DJ Joe: Carlito's Way Al Pacino is Carlito a reformed gangsta looking to clean up after a five year stint in a correctional facility.The DePalma flick never really jelled for me- it did have nice scenes like a groovy escalator shootout and Sean Penn's Jewfro- but I never bought into Carlito's romance with Penelope Ann Miller- she is cute- but there seems to be no chemistry. C

Tonya J: Interesting. I think Carlito's Way is a much better film that De Palma's Scarface, which is more a gangster caricature than it is a film about real human beings, which I think Carlito is. Miller and Pacino should have had chemistry (I have some recollection they did); they were doing it in real life at the time.

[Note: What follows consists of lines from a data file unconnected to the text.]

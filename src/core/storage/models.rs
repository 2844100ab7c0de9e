use serde::{Deserialize, Serialize};
use sqlx::FromRow;

/// The closed category set. The five named labels are the only values the
/// categorizer may produce; `Uncategorized` is the stored default for records
/// that were never classified.
#[derive(Debug, Clone, Copy, PartialEq, Eq, Serialize, Deserialize)]
pub enum Category {
    Sports,
    Entertainment,
    Politics,
    International,
    Others,
    Uncategorized,
}

impl Category {
    /// The labels the model is allowed to answer with.
    pub const CLASSIFIABLE: [Category; 5] = [
        Category::Sports,
        Category::Entertainment,
        Category::Politics,
        Category::International,
        Category::Others,
    ];

    pub fn as_str(&self) -> &'static str {
        match self {
            Category::Sports => "Sports",
            Category::Entertainment => "Entertainment",
            Category::Politics => "Politics",
            Category::International => "International",
            Category::Others => "Others",
            Category::Uncategorized => "Uncategorized",
        }
    }

    /// Exact-match parse against the classifiable labels. Anything else,
    /// including the sentinel spellings, is rejected.
    pub fn parse_label(label: &str) -> Option<Category> {
        Category::CLASSIFIABLE
            .into_iter()
            .find(|category| category.as_str() == label)
    }
}

impl std::fmt::Display for Category {
    fn fmt(&self, f: &mut std::fmt::Formatter<'_>) -> std::fmt::Result {
        f.write_str(self.as_str())
    }
}

/// An article about to be persisted. The (title, link) pair is the dedup key.
#[derive(Debug, Clone, Serialize, Deserialize)]
pub struct NewArticle {
    pub published_at: Option<String>,
    pub title: String,
    pub full_content: String,
    pub summarized_content: String,
    pub link: String,
    pub author: String,
    pub category: Category,
}

/// A stored article row. Written once, never updated.
#[derive(Debug, Clone, Serialize, Deserialize, FromRow)]
pub struct ArticleRecord {
    pub id: i64,
    pub published_at: Option<String>,
    pub title: String,
    pub full_content: String,
    pub summarized_content: String,
    pub link: String,
    pub author: String,
    pub category: String,
    pub created_at: String,
}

[edit] - I meant to put in here but I was in a hurry to leave, is that while Pacino gives a brave, balls-out performance in Scarface, I wasn't moved by it and the gore was hard to look at, what he does in Carlito's Way is so nuanced that the violence, while not pleasant, means more because Tony Montano only lives for scratching and clawing his way to the top of the gangster heap, and Carlos Brigante wants out of crime in a big way, to just run a legitimate business and be left alone. Unfortunately, getting out is mountainously harder than Pacino's Michael Corleone getting out.

Shit, Carlito's Way is one of the best films of the '90s and one of the best things either de Palma OR Pacino ever did. Pacino played a real character here (not, as Tonya called it, a potty-mouthed "caricature" like in Scarface), with real depth, and the ending has the amplitude of genuine tragedy.

And Pacino and Miller--that scene with Miller behind the door chain gives me a boner every time.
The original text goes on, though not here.